The now-partially sedentary Wusun increasingly lose their importance in the sphere of political matters. The newly-emerging steppe federations of the Xianbei and Rouran soon drive them into the Pamir Mountains.

Pamir Mountains

 

The Pamir Mountains in the east of modern Tajikistan became the final home of the Wusun as they turned to a permanent settled status and farming to replace pastoral nomadism

4th century :

 

Chinese records confirm that the Wusun have resettled farther to the west, in the Pamir Mountain plain, to escape pressure being placed on them by the Rouran khaganate. This is the same khaganate which initially dominates the Ashina. The Wusun location would place them in the line of advance from north to south of the Xionites (see map link, right). It is likely that the Xionites absorb many of the Wusun into their ranks of extremely varied peoples.

 

439 :

 

The Book of Sui reports that on 18 October the Tuoba ruler, Emperor Taiwu of the Northern Wei, overthrows Juqu Mujian of the Northern Liang in eastern Gansu. The attack results in five hundred Ashina families fleeing to the north-west, into the Rouran khaganate in the vicinity of Gaochang. These Ashina families soon emerge as the Göktürks.
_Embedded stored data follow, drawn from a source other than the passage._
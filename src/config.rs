use std::path::{Path, PathBuf};

use serde::{Deserialize, Serialize};
use thiserror::Error;

use crate::resize::{DEFAULT_COLUMN_WIDTH, MIN_COLUMN_WIDTH};
use crate::state::{GRID_COLS, GRID_ROWS};

/// Environment variable naming a JSON config file.
pub const CONFIG_ENV: &str = "JOBSHEET_CONFIG";

#[derive(Debug, Error)]
pub enum ConfigError {
    #[error("failed to read {}: {source}", path.display())]
    Io {
        path: PathBuf,
        #[source]
        source: std::io::Error,
    },
    #[error("failed to parse {}: {source}", path.display())]
    Parse {
        path: PathBuf,
        #[source]
        source: serde_json::Error,
    },
    #[error("invalid config: {0}")]
    Invalid(String),
}

/// Grid extent and column sizing.
#[derive(Serialize, Deserialize, Clone, Debug, PartialEq)]
#[serde(default)]
pub struct SheetConfig {
    pub rows: usize,
    pub cols: usize,
    pub default_column_width: f32,
}

impl Default for SheetConfig {
    fn default() -> Self {
        Self {
            rows: GRID_ROWS,
            cols: GRID_COLS,
            default_column_width: DEFAULT_COLUMN_WIDTH,
        }
    }
}

impl SheetConfig {
    pub fn load(path: &Path) -> Result<Self, ConfigError> {
        let content = std::fs::read_to_string(path).map_err(|source| ConfigError::Io {
            path: path.to_path_buf(),
            source,
        })?;
        let config: Self = serde_json::from_str(&content).map_err(|source| ConfigError::Parse {
            path: path.to_path_buf(),
            source,
        })?;
        config.validate()?;
        Ok(config)
    }

    /// Load from `$JOBSHEET_CONFIG`, or defaults when it is unset.
    pub fn from_env() -> Result<Self, ConfigError> {
        match std::env::var_os(CONFIG_ENV) {
            Some(path) => {
                let path = PathBuf::from(path);
                log::info!("loading config from {}", path.display());
                Self::load(&path)
            }
            None => Ok(Self::default()),
        }
    }

    pub fn validate(&self) -> Result<(), ConfigError> {
        if self.rows == 0 || self.cols == 0 {
            return Err(ConfigError::Invalid(format!(
                "grid must have at least one row and column, got {}x{}",
                self.rows, self.cols
            )));
        }
        if self.default_column_width.is_nan() || self.default_column_width < MIN_COLUMN_WIDTH {
            return Err(ConfigError::Invalid(format!(
                "default_column_width must be at least {}, got {}",
                MIN_COLUMN_WIDTH, self.default_column_width
            )));
        }
        Ok(())
    }
}

#[cfg(test)]
mod tests {
    use super::*;
    use std::io::Write;

    fn write_config(content: &str) -> tempfile::NamedTempFile {
        let mut file = tempfile::NamedTempFile::new().unwrap();
        file.write_all(content.as_bytes()).unwrap();
        file
    }

    #[test]
    fn defaults_match_the_sheet() {
        let config = SheetConfig::default();
        assert_eq!(config.rows, 25);
        assert_eq!(config.cols, 10);
        assert_eq!(config.default_column_width, 124.0);
        assert!(config.validate().is_ok());
    }

    #[test]
    fn missing_fields_fall_back_to_defaults() {
        let file = write_config(r#"{ "rows": 40 }"#);
        let config = SheetConfig::load(file.path()).unwrap();
        assert_eq!(config.rows, 40);
        assert_eq!(config.cols, 10);
        assert_eq!(config.default_column_width, 124.0);
    }

    #[test]
    fn narrow_default_width_is_rejected() {
        let file = write_config(r#"{ "default_column_width": 60.0 }"#);
        assert!(matches!(
            SheetConfig::load(file.path()),
            Err(ConfigError::Invalid(_))
        ));
    }

    #[test]
    fn empty_grid_is_rejected() {
        let file = write_config(r#"{ "rows": 0 }"#);
        assert!(matches!(
            SheetConfig::load(file.path()),
            Err(ConfigError::Invalid(_))
        ));
    }

    #[test]
    fn malformed_json_is_a_parse_error() {
        let file = write_config("{ rows: ");
        assert!(matches!(
            SheetConfig::load(file.path()),
            Err(ConfigError::Parse { .. })
        ));
    }

    #[test]
    fn missing_file_is_an_io_error() {
        let dir = tempfile::tempdir().unwrap();
        let err = SheetConfig::load(&dir.path().join("nope.json")).unwrap_err();
        assert!(matches!(err, ConfigError::Io { .. }));
        assert!(err.to_string().contains("nope.json"));
    }
}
While it is never stated that the Wusun are their direct ancestors, it can be claimed that they are their cultural and linguistic forebears, and that the Ashina possess a cultural and linguistic heritage which seems to have been formed by various older groups such as the Wusun.

 

938 :

 

The very last-known mention of the Wusun in any historical record comes from this year. A chieftain of the Wusun sends tributes to the court of the Liao dynasty of northern China and Mongolia. It seems that not all Wusun had been swept up by the Xionites - enough had remained to provide a stable farming culture that had survived another half a millennium. In time their remnant is absorbed by the Tajiks who go on to form modern Tajikistan.